Read The Alembic Valise Online
Authors: John Luxton
“Assume that what he is doing and who is seeing is a part of his job, until you learn anything different,” he responded. Vale then turned to Agim.
“And what about you, my friend, I sense that you are conflicted, as they say. Have you any questions?”
“You mean apart from this whole parallel worlds thing?”
“Yes, that is something you can accept, or not. To quote Groucho Marx – Who you gonna believe, me or your own eyes?
”
Agim looked at him and then at the floor. After a few moments Vale broke the silence.
“Pour the tea, Lorna,” he said.
The walls of Tinderbox Alley were covered in thick green moss that glittered with ice crystals and beyond was the churchyard, the ancient gravestones burrowing down into the black tilth.

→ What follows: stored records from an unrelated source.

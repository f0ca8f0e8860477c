//! Error types for the CLI

use bench_harness::{MatrixError, ReportError};
use core_types::ConfigError;
use thiserror::Error;

/// CLI-specific errors
#[derive(Debug, Error)]
pub enum CliError {
    /// Configuration could not be loaded or validated
    #[error("configuration error: {0}")]
    Config(#[from] ConfigError),

    /// The sweep left the result matrix inconsistent
    #[error("result error: {0}")]
    Matrix(#[from] MatrixError),

    /// Results could not be written
    #[error("{0}")]
    Report(#[from] ReportError),

    /// Writing to the terminal failed
    #[error("output error: {0}")]
    Io(#[from] std::io::Error),
}

/// Result type for CLI operations
pub type CliResult<T> = Result<T, CliError>;
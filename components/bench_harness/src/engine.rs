//! Execution engine
//!
//! Runs one (benchmark, runtime) pair and turns the process result into a
//! [`Measurement`]. Every failure is contained in the returned value; the
//! engine never aborts a sweep.
//!
//! Two timing strategies exist. [`TimingMode::SelfReported`] trusts the
//! benchmark to print its own elapsed milliseconds as the last line of
//! output, which excludes process start-up and interpreter boot.
//! [`TimingMode::WallClock`] times the whole child process from outside and
//! therefore includes that overhead. Numbers from the two modes are not
//! comparable and must not be mixed in one run.

use crate::process::{ProcessOutput, ProcessRunner};
use core_types::{BenchmarkCase, Measurement, MeasurementError, RuntimeSpec};
use serde::{Deserialize, Serialize};
use std::path::PathBuf;
use tracing::{debug, info, warn};

/// How a duration is obtained from a finished process
#[derive(Debug, Clone, Copy, PartialEq, Eq, Default, Serialize, Deserialize)]
#[serde(rename_all = "snake_case")]
pub enum TimingMode {
    /// Parse the benchmark's own timing from its last output line
    #[default]
    SelfReported,
    /// Measure spawn-to-exit time in the harness
    WallClock,
}

impl TimingMode {
    /// Extract a duration in milliseconds from a finished process
    pub fn extract(&self, output: &ProcessOutput) -> Result<f64, MeasurementError> {
        match self {
            TimingMode::SelfReported => parse_self_reported(&output.stdout),
            TimingMode::WallClock => Ok(output.elapsed.as_secs_f64() * 1000.0),
        }
    }

    /// Label used in reports
    pub fn as_str(&self) -> &'static str {
        match self {
            TimingMode::SelfReported => "self-reported",
            TimingMode::WallClock => "wall-clock",
        }
    }
}

/// Parse the self-reported timing from captured output
///
/// Output is split on `'\n'` and the next-to-last piece is used; the last
/// piece is whatever follows the final terminator (normally empty). Output
/// without any terminator therefore has no timing line.
pub fn parse_self_reported(stdout: &str) -> Result<f64, MeasurementError> {
    let lines: Vec<&str> = stdout.split('\n').collect();
    if lines.len() < 2 {
        return Err(MeasurementError::ParseError {
            reason: "output has no terminated timing line".to_string(),
        });
    }

    let line = lines[lines.len() - 2].trim();
    let value: f64 = line.parse().map_err(|_| MeasurementError::ParseError {
        reason: format!("'{}' is not a number", line),
    })?;

    if !value.is_finite() || value < 0.0 {
        return Err(MeasurementError::ParseError {
            reason: format!("'{}' is not a non-negative duration", line),
        });
    }
    Ok(value)
}

/// Runs benchmark processes and interprets their results
pub struct Engine<R: ProcessRunner> {
    runner: R,
    timing: TimingMode,
    permissive: bool,
    bench_dir: Option<PathBuf>,
}

impl<R: ProcessRunner> Engine<R> {
    /// Create an engine with self-reported timing and strict exit handling
    pub fn new(runner: R) -> Self {
        Self {
            runner,
            timing: TimingMode::default(),
            permissive: false,
            bench_dir: None,
        }
    }

    /// Select the timing strategy
    pub fn with_timing(mut self, timing: TimingMode) -> Self {
        self.timing = timing;
        self
    }

    /// Still parse output of processes that exit non-zero
    pub fn with_permissive(mut self, permissive: bool) -> Self {
        self.permissive = permissive;
        self
    }

    /// Working directory for benchmark processes
    pub fn with_bench_dir(mut self, dir: Option<PathBuf>) -> Self {
        self.bench_dir = dir;
        self
    }

    /// The process runner
    pub fn runner(&self) -> &R {
        &self.runner
    }

    /// The active timing strategy
    pub fn timing(&self) -> TimingMode {
        self.timing
    }

    /// Run one benchmark under one runtime
    pub fn run(&self, benchmark: &BenchmarkCase, runtime: &RuntimeSpec) -> Measurement {
        let measurement: Measurement = self.measure(benchmark, runtime).into();
        match &measurement {
            Measurement::Millis(ms) => {
                info!(benchmark = %benchmark.name, runtime = %runtime.name, ms = *ms, "measured");
            }
            Measurement::Unavailable(reason) => {
                let reason = reason.as_ref().map(|e| e.to_string()).unwrap_or_default();
                warn!(benchmark = %benchmark.name, runtime = %runtime.name, %reason, "unavailable");
            }
        }
        measurement
    }

    fn measure(
        &self,
        benchmark: &BenchmarkCase,
        runtime: &RuntimeSpec,
    ) -> Result<f64, MeasurementError> {
        let command = runtime.command_for(benchmark);
        debug!(?command, "spawning");

        let output = self
            .runner
            .run(&command, self.bench_dir.as_deref())
            .map_err(|e| MeasurementError::RuntimeUnavailable {
                reason: e.to_string(),
            })?;

        if output.success {
            return self.timing.extract(&output);
        }

        let failure = MeasurementError::BenchmarkFailure {
            exit_code: output.exit_code,
        };
        if self.permissive {
            self.timing.extract(&output).map_err(|_| failure)
        } else {
            Err(failure)
        }
    }
}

In the bell-tower cog and ratchet aligned; seven strikes of the bell. At least I am early, thought Joel. He was not due to meet up with Lorna and Agim until half past the hour; they had arranged to have a drink and maybe something to eat at the Tinderbox, a tiny pub sandwiched between a block of pre-war flats, some allotments and the Thames. Mortlake was a strange area, nothing to do with lakes or death but strange nonetheless.
Above the wall Joel could see the white outline of an arch. He backtracked and entered the small cemetery garden. The gate clanged shut behind him. A notice explained that the freestanding arch was the entrance to the original sixteenth century knave, preserved and erected here in shadow of the present tower. Its shape reminded him of a whale’s jawbone. The central keystone had a faded glyph etched into it. Joel had passed by here before but for some reason never noticed it. He stepped through then looked back to the world he had just left. He could hear voices approaching but they were drowned out by a siren on the main road on the other side off the church. There was not much to explore on this side of the arch, the path did not go anywhere. Joel heard the voices again and turned to see two hooded figures come through the far gate with a squat bullterrier at their feet.
“I was so Mars-bared up, man. I said are you my fucking shine rival? Cos if you are you better put your kipper on the carpet before...”
“Yeah, fuck with the den mother and you will pay the Katie,” the other man interrupted.
“The what?”
“You know, Jordan.” The men stopped talking; they had seen Joel and were looking at him. The dog circled them, excitedly. “Down Nigger,” said the other man flicking his lead at the dog. Joel started to run.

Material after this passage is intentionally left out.